= Willowra Station =

Pastoral lease in the Northern Territory of Australia

Willowra Station was a 4885 km2 pastoral property in the Northern Territory of Australia located about 350 km north west of Alice Springs. This station straddles the Lander River and is adjacent to the Tanami Desert. In 1979, Willowra was subjected to land claim and after this process the land became Aboriginal Freehold.

==History==

This station was formerly established on Anmatyerre tribal lands by James Wickham in 1940 when he obtained leases over several areas he previously held under grazing licences. Wickham ran Willowra in partnership with Robert Edward Davis and by 1946 they were running 2000 head of cattle. Davis was charged for the murder of two Aboriginal men in December 1943, one of whom was named Chuckara. Davis was acquitted in July 1945.
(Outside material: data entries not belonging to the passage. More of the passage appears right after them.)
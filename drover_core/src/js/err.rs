//! Converting v8 exceptions into typed script errors.

use crate::errext::ScriptError;

/// Renders a caught exception into a [`ScriptError`], pulling the `stack`
/// property when the thrown value carries one. `prefix` is prepended to
/// both renderings (used for `"Uncaught (in promise) "`).
pub fn exception_to_script_error(
  scope: &mut v8::HandleScope,
  exception: v8::Local<v8::Value>,
  prefix: Option<&str>,
) -> ScriptError {
  let mut message = exception.to_rust_string_lossy(scope);

  let mut stack = exception.to_object(scope).and_then(|obj| {
    let key = v8::String::new(scope, "stack")?;
    let value = obj.get(scope, key.into())?;
    if value.is_string() {
      Some(value.to_rust_string_lossy(scope))
    } else {
      None
    }
  });

  if let Some(prefix) = prefix {
    message = format!("{prefix}{message}");
    stack = stack.map(|s| format!("{prefix}{s}"));
  }

  ScriptError::new(message, stack)
}

/// Renders whatever the given try-catch scope holds; callers must have
/// checked `has_caught` first.
pub fn from_try_catch(
  tc_scope: &mut v8::TryCatch<v8::HandleScope>,
  prefix: Option<&str>,
) -> ScriptError {
  match tc_scope.exception() {
    Some(exception) => exception_to_script_error(tc_scope, exception, prefix),
    None => ScriptError::new("unknown script error".to_string(), None),
  }
}
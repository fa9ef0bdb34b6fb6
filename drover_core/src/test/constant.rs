#[cfg(test)]
use parking_lot::{Mutex, MutexGuard};

#[cfg(test)]
static GLOBAL_SEQUENTIAL_LOCK: Mutex<()> = Mutex::new(());

/// Serializes tests that drive V8 isolates; keeps engine-level state and
/// timing assertions deterministic.
#[cfg(test)]
pub fn acquire_sequential_guard() -> MutexGuard<'static, ()> {
  GLOBAL_SEQUENTIAL_LOCK.lock()
}
//! CommonJS-style `require()`: synchronous, init-context-only module
//! loading with per-specifier export caching and cycle support.

use crate::errext::InitContextError;
use crate::js::binding::{get_global, set_property_to, throw_error};
use crate::js::hook::module_resolve_cb;
use crate::js::module::fetch_module_tree;
use crate::js::JsRuntime;
use crate::prelude::*;
use url::Url;

pub fn require(
  scope: &mut v8::HandleScope,
  args: v8::FunctionCallbackArguments,
  mut rv: v8::ReturnValue,
) {
  let state_rc = JsRuntime::state(scope);

  {
    let state = state_rc.borrow();
    if !state.bag.in_init_context {
      throw_error(scope, &InitContextError("require".to_string()).to_string());
      return;
    }
  }

  if args.length() == 0 || !args.get(0).is_string() {
    throw_error(scope, "require() expects a module specifier");
    return;
  }
  let specifier = args.get(0).to_rust_string_lossy(scope);

  let (resolver, base) = {
    let state = state_rc.borrow();
    (
      state.bag.resolver.clone(),
      state.bag.module_dir_stack.last().cloned(),
    )
  };

  let resolved = match resolver.resolve(base.as_ref(), &specifier) {
    Ok(resolved) => resolved,
    Err(e) => {
      throw_error(scope, &e.to_string());
      return;
    }
  };

  // Builtins hand out their exports object directly.
  if resolver.is_builtin(&resolved) {
    match crate::modules::instantiate_builtin(scope, &resolved) {
      Ok(exports) => rv.set(v8::Local::new(scope, exports).into()),
      Err(e) => throw_error(scope, &e.to_string()),
    }
    return;
  }

  if let Some(cached) = state_rc.borrow().bag.require_cache.get(&resolved).cloned() {
    rv.set(v8::Local::new(scope, cached));
    return;
  }

  match load_required(scope, &resolved) {
    Some(value) => rv.set(value),
    None => { /* exception already thrown */ }
  }
}

/// Evaluates a required module with fresh `module`/`exports` globals and
/// returns its exports: the ESM namespace when the module used `export`
/// statements, `module.exports` otherwise.
fn load_required<'s>(
  scope: &mut v8::HandleScope<'s>,
  resolved: &str,
) -> Option<v8::Local<'s, v8::Value>> {
  let state_rc = JsRuntime::state(scope);

  // Fresh CommonJS scaffolding, swapped in around the evaluation.
  let saved_module = get_global(scope, "module");
  let saved_exports = get_global(scope, "exports");

  let exports_obj = v8::Object::new(scope);
  let module_obj = v8::Object::new(scope);
  set_property_to(scope, module_obj, "exports", exports_obj.into());
  install_cjs_globals(scope, module_obj.into(), exports_obj.into());

  // Cache the exports object before evaluating so cyclic requires observe
  // the partially-built bindings instead of recursing forever.
  {
    let mut state = state_rc.borrow_mut();
    let cached = v8::Global::new(scope, v8::Local::<v8::Value>::from(exports_obj));
    state.bag.require_cache.insert(resolved.to_string(), cached);
    if let Ok(url) = Url::parse(resolved) {
      state.bag.module_dir_stack.push(url);
    }
  }

  let result = evaluate_required(scope, resolved, module_obj);

  // Restore the outer module's scaffolding no matter what happened.
  {
    let mut state = state_rc.borrow_mut();
    state.bag.module_dir_stack.pop();
  }
  let undefined = v8::undefined(scope).into();
  install_cjs_globals(
    scope,
    saved_module.unwrap_or(undefined),
    saved_exports.unwrap_or(undefined),
  );

  match result {
    Some(value) => {
      state_rc
        .borrow_mut()
        .bag
        .require_cache
        .insert(resolved.to_string(), value.clone());
      Some(v8::Local::new(scope, value))
    }
    None => {
      state_rc.borrow_mut().bag.require_cache.remove(resolved);
      None
    }
  }
}

fn evaluate_required(
  scope: &mut v8::HandleScope,
  resolved: &str,
  module_obj: v8::Local<v8::Object>,
) -> Option<v8::Global<v8::Value>> {
  let tc_scope = &mut v8::TryCatch::new(scope);

  let module = fetch_module_tree(tc_scope, resolved, None)?;

  if module.get_status() == v8::ModuleStatus::Uninstantiated
    && module
      .instantiate_module(tc_scope, module_resolve_cb)
      .is_none()
  {
    return None;
  }
  if module.get_status() == v8::ModuleStatus::Instantiated {
    let _ = module.evaluate(tc_scope);
    tc_scope.perform_microtask_checkpoint();
  }
  if module.get_status() == v8::ModuleStatus::Errored {
    let exception = module.get_exception();
    tc_scope.throw_exception(exception);
    return None;
  }

  // `export` statements win; plain CommonJS modules expose module.exports.
  let namespace = module.get_module_namespace();
  let namespace = namespace.to_object(tc_scope)?;
  let names =
    namespace.get_own_property_names(tc_scope, v8::GetPropertyNamesArgs::default())?;
  if names.length() > 0 {
    return Some(v8::Global::new(
      tc_scope,
      v8::Local::<v8::Value>::from(namespace),
    ));
  }

  let exports_key = v8::String::new(tc_scope, "exports")?;
  let exports = module_obj.get(tc_scope, exports_key.into())?;
  if exports.is_null() {
    crate::js::binding::throw_error(tc_scope, "CommonJS's exports must not be null");
    return None;
  }
  Some(v8::Global::new(tc_scope, exports))
}

fn install_cjs_globals(
  scope: &mut v8::HandleScope,
  module_value: v8::Local<v8::Value>,
  exports_value: v8::Local<v8::Value>,
) {
  let context = scope.get_current_context();
  let global = context.global(scope);
  let module_key = v8::String::new(scope, "module").unwrap();
  global.set(scope, module_key.into(), module_value);
  let exports_key = v8::String::new(scope, "exports").unwrap();
  global.set(scope, exports_key.into(), exports_value);
}
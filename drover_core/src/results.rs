//! Results and errors.

// anyhow {

/// [`anyhow::Error`]
pub type AnyErr = anyhow::Error;

/// [`anyhow::Result`] with `T` if ok, [`AnyErr`]([`anyhow::Error`]) if error.
pub type AnyResult<T> = anyhow::Result<T>;

// anyhow }

// std::io {

/// [`std::io::Error`]
pub type IoErr = std::io::Error;

/// [`std::io::ErrorKind`]
pub type IoErrKind = std::io::ErrorKind;

/// [`std::io::Result`] with `T` if ok.
pub type IoResult<T> = std::io::Result<T>;

// std::io }
//! Prelude.

pub use crate::results::*;

// Re-export `ahash`;
pub use ahash::AHashMap as HashMap;
pub use ahash::AHashSet as HashSet;

// Re-export `tracing` macros;
pub use tracing::{debug, error, info, trace, warn};
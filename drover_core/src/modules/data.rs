//! The `k6/data` builtin: the SharedArray constructor.

use crate::js::binding::{get_host_property, set_property_to};
use crate::modules::BuiltinModule;
use crate::prelude::*;

pub struct DataModule;

impl BuiltinModule for DataModule {
  fn new_module_instance<'s>(
    &self,
    scope: &mut v8::HandleScope<'s>,
  ) -> AnyResult<v8::Local<'s, v8::Object>> {
    let exports = v8::Object::new(scope);

    let ctor = get_host_property(scope, "__shared_array_ctor")
      .ok_or_else(|| anyhow::anyhow!("runtime bootstrap did not install SharedArray"))?;
    set_property_to(scope, exports, "SharedArray", ctor);

    Ok(exports)
  }
}
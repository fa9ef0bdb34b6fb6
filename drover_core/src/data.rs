//! SharedArray storage: immutable, JSON-encoded arrays shared by name
//! across every VU of a test run.

use crate::prelude::*;
use parking_lot::Mutex;
use std::sync::Arc;

/// One registry per test run, owned by the Bundle and shared with every
/// isolate instantiated from it. The canonical storage is the list of
/// JSON-encoded elements; isolates parse (and deep-freeze) lazily on read.
#[derive(Default)]
pub struct SharedArrayRegistry {
  arrays: Mutex<HashMap<String, Arc<Vec<String>>>>,
}

impl SharedArrayRegistry {
  pub fn new() -> Self {
    Self::default()
  }

  /// Returns the stored encoding, running `produce` only if `name` was
  /// never built. Producers are serialized under the registry lock, so
  /// concurrent constructions of the same name coalesce into one call.
  pub fn get_or_create(
    &self,
    name: &str,
    produce: impl FnOnce() -> AnyResult<Vec<String>>,
  ) -> AnyResult<Arc<Vec<String>>> {
    let mut arrays = self.arrays.lock();
    if let Some(existing) = arrays.get(name) {
      return Ok(existing.clone());
    }
    let data = Arc::new(produce()?);
    arrays.insert(name.to_string(), data.clone());
    Ok(data)
  }

  pub fn get(&self, name: &str) -> Option<Arc<Vec<String>>> {
    self.arrays.lock().get(name).cloned()
  }
}

#[cfg(test)]
mod data_tests {
  use super::*;

  #[test]
  fn coalesce1() {
    let registry = SharedArrayRegistry::new();
    let mut calls = 0;
    let first = registry
      .get_or_create("users", || {
        calls += 1;
        Ok(vec!["{\"id\":1}".to_string()])
      })
      .unwrap();
    let second = registry
      .get_or_create("users", || {
        calls += 1;
        Ok(vec![])
      })
      .unwrap();
    assert_eq!(calls, 1);
    assert!(Arc::ptr_eq(&first, &second));
  }

  #[test]
  fn produce_error1() {
    let registry = SharedArrayRegistry::new();
    let err = registry
      .get_or_create("bad", || anyhow::bail!("only arrays can be made into SharedArray"))
      .unwrap_err();
    assert_eq!(err.to_string(), "only arrays can be made into SharedArray");
    // A failed produce leaves no entry behind.
    assert!(registry.get("bad").is_none());
  }
}
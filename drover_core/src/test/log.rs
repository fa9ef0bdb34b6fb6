//! Loggings for testing.
//!
//! NOTE: This module should only be used in unit tests, not some where else.

#[cfg(test)]
/// Initialize the logging prints to `stderr`.
pub fn init() {
  use std::sync::Once;

  static INITIALIZED: Once = Once::new();
  INITIALIZED.call_once(|| {
    let subscriber = tracing_subscriber::FmtSubscriber::builder()
      .with_line_number(true)
      .with_level(true)
      .with_ansi(true)
      .with_env_filter(tracing_subscriber::EnvFilter::from_default_env())
      .with_writer(std::io::stderr)
      .without_time()
      .finish();
    let _ = tracing::subscriber::set_global_default(subscriber);
  });
}
impl Vu {
  #[allow(clippy::too_many_arguments)]
  pub(crate) fn new(
    instance: BundleInstance,
    state: Arc<State>,
    id: u64,
    id_global: u64,
    events: Arc<EventSystem>,
    run_tags: Arc<RwLock<TagSet>>,
    setup_data: Arc<RwLock<Option<Vec<u8>>>>,
    tokio_handle: tokio::runtime::Handle,
  ) -> Self {
    Self {
      instance,
      state,
      id,
      id_global,
      events,
      run_tags,
      setup_data,
      setup_value: None,
      busy: Arc::new(tokio::sync::Mutex::new(())),
      tokio_handle,
      scenario_iters: HashMap::new(),
      activation: None,
    }
  }

  pub fn get_id(&self) -> u64 {
    self.id
  }

  pub fn state(&self) -> &Arc<State> {
    &self.state
  }

  pub(crate) fn interrupt_slot(&self) -> Arc<InterruptSlot> {
    self.instance.rt.interrupt_slot()
  }

  pub(crate) fn loop_shared(&self) -> Arc<LoopShared> {
    self.instance.event_loop.shared()
  }

  /// Marks the VU active for one scenario run. At most one activation is
  /// live at a time; re-activating tears down the previous watcher.
  pub fn activate(&mut self, params: VuActivationParams) -> ActiveVu<'_> {
    if let Some(prev) = self.activation.take() {
      prev.watcher_done.cancel();
    }

    let interrupt = self.interrupt_slot();
    interrupt.clear();

    let exec = params
      .exec
      .filter(|e| !e.is_empty())
      .unwrap_or_else(|| DEFAULT_EXEC.to_string());
    let scenario_name = params
      .scenario
      .unwrap_or_else(|| DEFAULT_SCENARIO.to_string());

    // Compose the environment: bundle env overlaid with activation env.
    let mut env = self.instance.env.clone();
    env.extend(params.env.clone());
    {
      let scope = &mut self.instance.rt.handle_scope();
      crate::js::binding::set_env_global(scope, &env);
    }

    // Reset tags to the run-tags baseline plus the activation overlay;
    // metadata always starts clean.
    {
      let options = &self.state.options;
      let mut tags = self.state.tags.lock();
      tags.tags = self.run_tags.read().clone();
      for (k, v) in &params.tags {
        tags.tags.insert(k.clone(), v.clone());
      }
      tags.metadata.clear();

      if options.system_tag_enabled(SystemTag::Vu) {
        tags.set_system_tag(SystemTag::Vu, self.id_global.to_string());
      }
      if options.system_tag_enabled(SystemTag::Group) {
        tags.set_system_tag(SystemTag::Group, "");
      }
      if options.system_tag_enabled(SystemTag::Scenario) {
        tags.set_system_tag(SystemTag::Scenario, scenario_name.clone());
      }
    }

    *self.state.scenario.lock() = ScenarioState {
      name: Some(scenario_name.clone()),
      ..Default::default()
    };
    self.state.group_stack.lock().clear();

    // Cancellation watcher: interrupt the isolate, wait out the busy
    // token, then notify the scheduler.
    let watcher_done = CancellationToken::new();
    {
      let token = params.run_context.clone();
      let done = watcher_done.clone();
      let interrupt = interrupt.clone();
      let loop_shared = self.loop_shared();
      let busy = self.busy.clone();
      let deactivate = params.deactivate_callback;
      self.tokio_handle.spawn(async move {
        tokio::select! {
          _ = token.cancelled() => {
            interrupt.interrupt(InterruptReason::Canceled);
            loop_shared.wake();
            // The in-flight iteration holds the token; wait for it.
            let _guard = busy.lock().await;
            drop(_guard);
            if let Some(cb) = deactivate {
              cb();
            }
          }
          _ = done.cancelled() => {}
        }
      });
    }

    self.activation = Some(Activation {
      token: params.run_context,
      exec,
      scenario_name,
      get_next_iteration_counters: params.get_next_iteration_counters,
      watcher_done,
    });

    ActiveVu { vu: self }
  }

  fn run_once_inner(&mut self) -> AnyResult<()> {
    let (token, exec, scenario_name, get_next) = {
      let act = self
        .activation
        .as_ref()
        .expect("run_once requires an activated VU");
      (
        act.token.clone(),
        act.exec.clone(),
        act.scenario_name.clone(),
        act.get_next_iteration_counters.clone(),
      )
    };

    if token.is_cancelled() {
      return Err(ContextCanceled.into());
    }
    // At most one iteration at a time; a concurrent caller parks here
    // until the in-flight iteration finishes.
    let busy = self.busy.clone();
    let guard = busy.blocking_lock();
    if token.is_cancelled() {
      drop(guard);
      return Err(ContextCanceled.into());
    }

    self.hydrate_setup_value();

    // The external scheduler validates exec names up front; a miss here is
    // its bug, not a script error.
    let func = self.instance.get_callable(&exec).unwrap_or_else(|| {
      panic!("function \"{exec}\" not found in exports");
    });

    let iteration = self.state.increment_iteration();
    {
      let scope = &mut self.instance.rt.handle_scope();
      set_number_global(scope, "__ITER", iteration as f64);
    }

    let vu_scenario_iter = self
      .scenario_iters
      .entry(scenario_name.clone())
      .and_modify(|v| *v += 1)
      .or_insert(0);
    trace!(
      "vu {} starting iteration {iteration} (scenario iter {vu_scenario_iter})",
      self.id
    );

    let (scenario_local, scenario_global) = match &get_next {
      Some(counters) => counters(),
      None => (u64::MAX, u64::MAX),
    };
    {
      let mut scenario = self.state.scenario.lock();
      scenario.iteration_local = scenario_local;
      scenario.iteration_global = scenario_global;
    }

    let iter_data = IterData {
      iteration,
      vu_id: self.id,
      scenario_name: scenario_name.clone(),
      error: None,
    };
    self
      .events
      .emit(EventType::IterStart, EventData::Iteration(iter_data.clone()))
      .wait(EVENT_WAIT_TIMEOUT);

    let started = Instant::now();
    let setup_value = self.setup_value.clone().expect("setup value hydrated");
    let result = self.run_fn(true, func, vec![setup_value], &token);

    let mut end_data = iter_data;
    if let Err(e) = &result {
      end_data.error = Some(format!("{e:#}"));
    }
    self
      .events
      .emit(EventType::IterEnd, EventData::Iteration(end_data))
      .wait(EVENT_WAIT_TIMEOUT);

    // Minimum-iteration pacing, preemptible by cancellation.
    let is_full = !token.is_cancelled();
    if is_full {
      if let Some(min) = self.state.options.min_iteration_duration {
        let elapsed = started.elapsed();
        if min.as_std() > elapsed {
          self.interrupt_slot().wait_interruptible(min.as_std() - elapsed);
        }
      }
    }

    drop(guard);
    result.map(|_| ())
  }

  fn hydrate_setup_value(&mut self) {
    if self.setup_value.is_some() {
      return;
    }
    let data = self.setup_data.read().clone();
    let scope = &mut self.instance.rt.handle_scope();
    let value: v8::Local<v8::Value> = match data {
      Some(bytes) => {
        let text = String::from_utf8_lossy(&bytes);
        let json = v8::String::new(scope, &text).unwrap();
        v8::json::parse(scope, json).unwrap_or_else(|| v8::undefined(scope).into())
      }
      None => v8::undefined(scope).into(),
    };
    self.setup_value = Some(v8::Global::new(scope, value));
  }

  /// Runs one callable on the event loop: the core of iterations and of
  /// the one-shot setup/teardown/summary calls.
  fn run_fn(
    &mut self,
    is_default: bool,
    func: v8::Global<v8::Function>,
    args: Vec<v8::Global<v8::Value>>,
    token: &CancellationToken,
  ) -> AnyResult<Option<v8::Global<v8::Value>>> {
    let state = self.state.clone();

    if state.options.no_cookies_reset != Some(true) {
      state.cookie_jar.clear();
    }
    if is_default && state.options.system_tag_enabled(SystemTag::Iter) {
      state
        .tags
        .lock()
        .set_system_tag(SystemTag::Iter, state.iteration().to_string());
    }

    let started = Instant::now();
    let returned: Rc<RefCell<Option<v8::Global<v8::Value>>>> = Rc::new(RefCell::new(None));
    let returned_in = returned.clone();

    let start_result = self.instance.event_loop.start(&mut self.instance.rt, move |scope| {
      let func = v8::Local::new(scope, func);
      let args: Vec<v8::Local<v8::Value>> =
        args.iter().map(|a| v8::Local::new(scope, a)).collect();
      let undefined = v8::undefined(scope).into();

      let tc_scope = &mut v8::TryCatch::new(scope);
      match func.call(tc_scope, undefined, &args) {
        Some(value) => {
          *returned_in.borrow_mut() = Some(v8::Global::new(tc_scope, value));
          Ok(())
        }
        None => {
          if tc_scope.has_terminated() {
            anyhow::bail!("script call interrupted");
          }
          Err(err::from_try_catch(tc_scope, None).into())
        }
      }
    });

    if start_result.is_err() {
      // Outstanding timers die with the iteration; each one is logged and
      // its loop slot released, then stragglers are drained.
      self.clear_timers();
      self
        .instance
        .event_loop
        .wait_on_registered(&mut self.instance.rt);
    }

    let is_full = !token.is_cancelled();
    self.emit_iteration_samples(is_full && is_default, started.elapsed());

    let value = start_result.map(|_| returned.borrow_mut().take())?;

    // Unwrap a returned promise to its resolved value; an unhandled
    // rejection already surfaced through the loop.
    let value = match value {
      None => None,
      Some(value) => {
        let scope = &mut self.instance.rt.handle_scope();
        let local = v8::Local::new(scope, value.clone());
        match v8::Local::<v8::Promise>::try_from(local) {
          Ok(promise) if promise.state() == v8::PromiseState::Fulfilled => {
            let resolved = promise.result(scope);
            Some(v8::Global::new(scope, resolved))
          }
          Ok(_) => None,
          Err(_) => Some(value),
        }
      }
    };

    Ok(value)
  }

  fn clear_timers(&mut self) {
    let state_rc = self.instance.rt.get_state();
    let mut state = state_rc.borrow_mut();
    state.bag.timers.entries.clear();
    let wheel = state.bag.timers.wheel.clone();
    drop(state);
    wheel.clear_all();
  }

  fn emit_iteration_samples(&self, full_default_iteration: bool, elapsed: Duration) {
    let now = SystemTime::now();
    let (tags, metadata) = {
      let t = self.state.tags.lock();
      (t.tags.clone(), t.metadata.clone())
    };

    let mut samples = vec![];
    let (sent, received) = self.state.dialer.take_io_totals();
    samples.push(Sample {
      metric: self.state.builtin_metrics.data_sent.clone(),
      tags: tags.clone(),
      metadata: metadata.clone(),
      time: now,
      value: sent as f64,
    });
    samples.push(Sample {
      metric: self.state.builtin_metrics.data_received.clone(),
      tags: tags.clone(),
      metadata: metadata.clone(),
      time: now,
      value: received as f64,
    });

    if full_default_iteration {
      samples.push(Sample {
        metric: self.state.builtin_metrics.iteration_duration.clone(),
        tags: tags.clone(),
        metadata: metadata.clone(),
        time: now,
        value: metrics::duration_millis(elapsed),
      });
      samples.push(Sample {
        metric: self.state.builtin_metrics.iterations.clone(),
        tags,
        metadata,
        time: now,
        value: 1.0,
      });
    }

    metrics::push_samples(&self.state.samples, samples);
  }

  /// One-shot invocation used by setup/teardown: runs the named callable
  /// with an optional JSON argument and returns the JSON of its result.
  pub(crate) fn run_callable_once(
    &mut self,
    name: &str,
    arg_json: Option<Vec<u8>>,
  ) -> AnyResult<Option<Vec<u8>>> {
    let func = self
      .instance
      .get_callable(name)
      .ok_or_else(|| anyhow::anyhow!("function {name:?} not found in exports"))?;

    let arg = {
      let scope = &mut self.instance.rt.handle_scope();
      let value: v8::Local<v8::Value> = match &arg_json {
        Some(bytes) => {
          let text = String::from_utf8_lossy(bytes);
          let json = v8::String::new(scope, &text).unwrap();
          v8::json::parse(scope, json).unwrap_or_else(|| v8::undefined(scope).into())
        }
        None => v8::undefined(scope).into(),
      };
      v8::Global::new(scope, value)
    };

    let token = CancellationToken::new();
    let result = self.run_fn(false, func, vec![arg], &token)?;

    let Some(result) = result else {
      return Ok(None);
    };
    let scope = &mut self.instance.rt.handle_scope();
    let local = v8::Local::new(scope, result);
    if local.is_undefined() || local.is_null() {
      return Ok(None);
    }
    match v8::json::stringify(scope, local) {
      Some(json) => Ok(Some(json.to_rust_string_lossy(scope).into_bytes())),
      None => Ok(None),
    }
  }

  /// Runs the summary wrapper around the optional `handleSummary` export;
  /// returns output-path → contents.
  pub(crate) fn run_summary(
    &mut self,
    data_json: &str,
    json_path: Option<&str>,
  ) -> AnyResult<HashMap<String, Vec<u8>>> {
    const SUMMARY_WRAPPER: &str = include_str!("../js/runtime/20__summary.js");

    let (wrapper, args) = {
      let scope = &mut self.instance.rt.handle_scope();

      let wrapper = crate::js::hook::execute_script(scope, "drover:runtime/20__summary.js", SUMMARY_WRAPPER)?;
      let wrapper = v8::Local::<v8::Function>::try_from(wrapper)
        .map_err(|_| anyhow::anyhow!("summary wrapper must evaluate to a function"))?;
      let wrapper = v8::Global::new(scope, wrapper);

      let exported: v8::Local<v8::Value> = match self.instance.get_callable("handleSummary")
      {
        Some(func) => v8::Local::new(scope, func).into(),
        None => v8::undefined(scope).into(),
      };

      let data_str = v8::String::new(scope, data_json).unwrap();
      let data: v8::Local<v8::Value> = v8::json::parse(scope, data_str)
        .unwrap_or_else(|| v8::undefined(scope).into());

      let json_path: v8::Local<v8::Value> = match json_path {
        Some(path) => v8::String::new(scope, path).unwrap().into(),
        None => v8::undefined(scope).into(),
      };

      let args = vec![
        v8::Global::new(scope, exported),
        v8::Global::new(scope, data),
        v8::Global::new(scope, json_path),
      ];
      (wrapper, args)
    };

    let token = CancellationToken::new();
    let result = self.run_fn(false, wrapper, args, &token)?;

    let Some(result) = result else {
      return Ok(HashMap::new());
    };

    let scope = &mut self.instance.rt.handle_scope();
    let local = v8::Local::new(scope, result);
    let Some(obj) = local.to_object(scope) else {
      return Ok(HashMap::new());
    };

    let mut outputs = HashMap::new();
    if let Some(names) = obj.get_own_property_names(scope, v8::GetPropertyNamesArgs::default())
    {
      for i in 0..names.length() {
        let Some(name) = names.get_index(scope, i) else {
          continue;
        };
        let key = name.to_rust_string_lossy(scope);
        let Some(value) = obj.get(scope, name) else {
          continue;
        };
        if value.is_array_buffer() {
          let buf = v8::Local::<v8::ArrayBuffer>::try_from(value).unwrap();
          let store = buf.get_backing_store();
          let len = buf.byte_length();
          let bytes = match store.data() {
            Some(data) => unsafe {
              std::slice::from_raw_parts(data.as_ptr() as *const u8, len).to_vec()
            },
            None => vec![],
          };
          outputs.insert(key, bytes);
        } else if !value.is_undefined() && !value.is_null() {
          outputs.insert(key, value.to_rust_string_lossy(scope).into_bytes());
        }
      }
    }
    Ok(outputs)
  }
}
In 1946, Willowra was sold to Jack Parkinson for £12,000. He began to develop the station in earnest and by 1953 it boasted six wells, one bore, and five yards. The initial homestead was a Sidney Williams hut but this was soon to be replaced with a new building made of concrete bricks on site.

Parkinson was charged for stealing calves from Anningie Station in 1951. He was found not guilty. Parkinson was then charged for shooting an Aboriginal man Johny Granite, "with intent to do grevious bodily harm". Parkinson allegedly shot at Granite after ongoing incidents of theft and violence towards his former partner, a woman named Mavis. The case was dismissed as evidence given by Granite was "almost impossible to follow".

Parkinson died in 1958 and his son Edgar took over running Willowra, along with adjoining Mt Barkly. Despite drought he continued to develop the station and by 1962 his herd, improvements, and maintenance was described as excellent.

In 1972, Willowra received national publicity when it was one of several stations proposed to be acquired on behalf of the Indigenous traditional owners, of whom 150 lived on the property. The proposal, initiated in the last days of the McMahon government, was implemented in 1973. In 1979, Willowra was subjected to land claim and after this process the land became Aboriginal Freehold.